Extracted data entries
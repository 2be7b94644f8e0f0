//! Request and response types for the web API

use delver_core::{Message, MessageLog, Role};
use serde::{Deserialize, Serialize};
use utoipa::ToSchema;

/// One message in a chat-completions request
#[derive(Debug, Clone, Serialize, Deserialize, ToSchema)]
pub struct ApiMessage {
    pub role: String,
    pub content: String,
}

/// OpenAI-style chat-completions request extended with research knobs
#[derive(Debug, Clone, Deserialize, ToSchema)]
pub struct ChatCompletionRequest {
    #[serde(default)]
    pub model: Option<String>,
    #[serde(default)]
    pub messages: Vec<ApiMessage>,
    #[serde(default)]
    pub stream: bool,
    #[serde(default)]
    pub max_iterations: Option<u32>,
    #[serde(default)]
    pub max_search_items: Option<usize>,
    #[serde(default)]
    pub default_model: Option<String>,
    #[serde(default)]
    pub reason_model: Option<String>,
    /// Resume this session instead of creating one
    #[serde(default)]
    pub session_id: Option<String>,
    #[serde(default)]
    pub user_id: Option<String>,
    #[serde(default)]
    pub system_instruction: Option<String>,
}

impl ChatCompletionRequest {
    /// Convert the wire messages into the domain message log. Unknown
    /// roles are rejected at the boundary.
    pub fn message_log(&self) -> Result<MessageLog, String> {
        let messages = self
            .messages
            .iter()
            .map(|m| {
                m.role
                    .parse::<Role>()
                    .map(|role| Message::new(role, m.content.clone()))
            })
            .collect::<Result<Vec<_>, _>>()?;
        Ok(MessageLog::from_messages(messages))
    }
}

/// Non-streaming chat-completions response
#[derive(Debug, Clone, Serialize, ToSchema)]
pub struct ChatCompletionResponse {
    pub id: String,
    pub object: String,
    pub created: i64,
    pub model: String,
    pub session_id: String,
    pub choices: Vec<ChatChoice>,
}

#[derive(Debug, Clone, Serialize, ToSchema)]
pub struct ChatChoice {
    pub index: u32,
    pub message: ApiMessage,
    pub finish_reason: String,
}

/// Model listing entry
#[derive(Debug, Clone, Serialize, ToSchema)]
pub struct ModelObject {
    pub id: String,
    pub object: String,
    pub created: i64,
    pub owned_by: String,
}

#[derive(Debug, Clone, Serialize, ToSchema)]
pub struct ModelList {
    pub object: String,
    pub data: Vec<ModelObject>,
}

/// Query parameters for session listing
#[derive(Debug, Clone, Deserialize)]
pub struct ListSessionsParams {
    #[serde(default)]
    pub user_id: Option<String>,
}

• _Directions for this task_:
All lines above between those holding "Ok(MessageLog::from_messages(messages))" and "pub struct ModelObject", inclusive, must be set down unchanged, and no other line may be included.

• _Answer to this problem_:
        Ok(MessageLog::from_messages(messages))
    }
}

/// Non-streaming chat-completions response
#[derive(Debug, Clone, Serialize, ToSchema)]
pub struct ChatCompletionResponse {
    pub id: String,
    pub object: String,
    pub created: i64,
    pub model: String,
    pub session_id: String,
    pub choices: Vec<ChatChoice>,
}

#[derive(Debug, Clone, Serialize, ToSchema)]
pub struct ChatChoice {
    pub index: u32,
    pub message: ApiMessage,
    pub finish_reason: String,
}

/// Model listing entry
#[derive(Debug, Clone, Serialize, ToSchema)]
pub struct ModelObject {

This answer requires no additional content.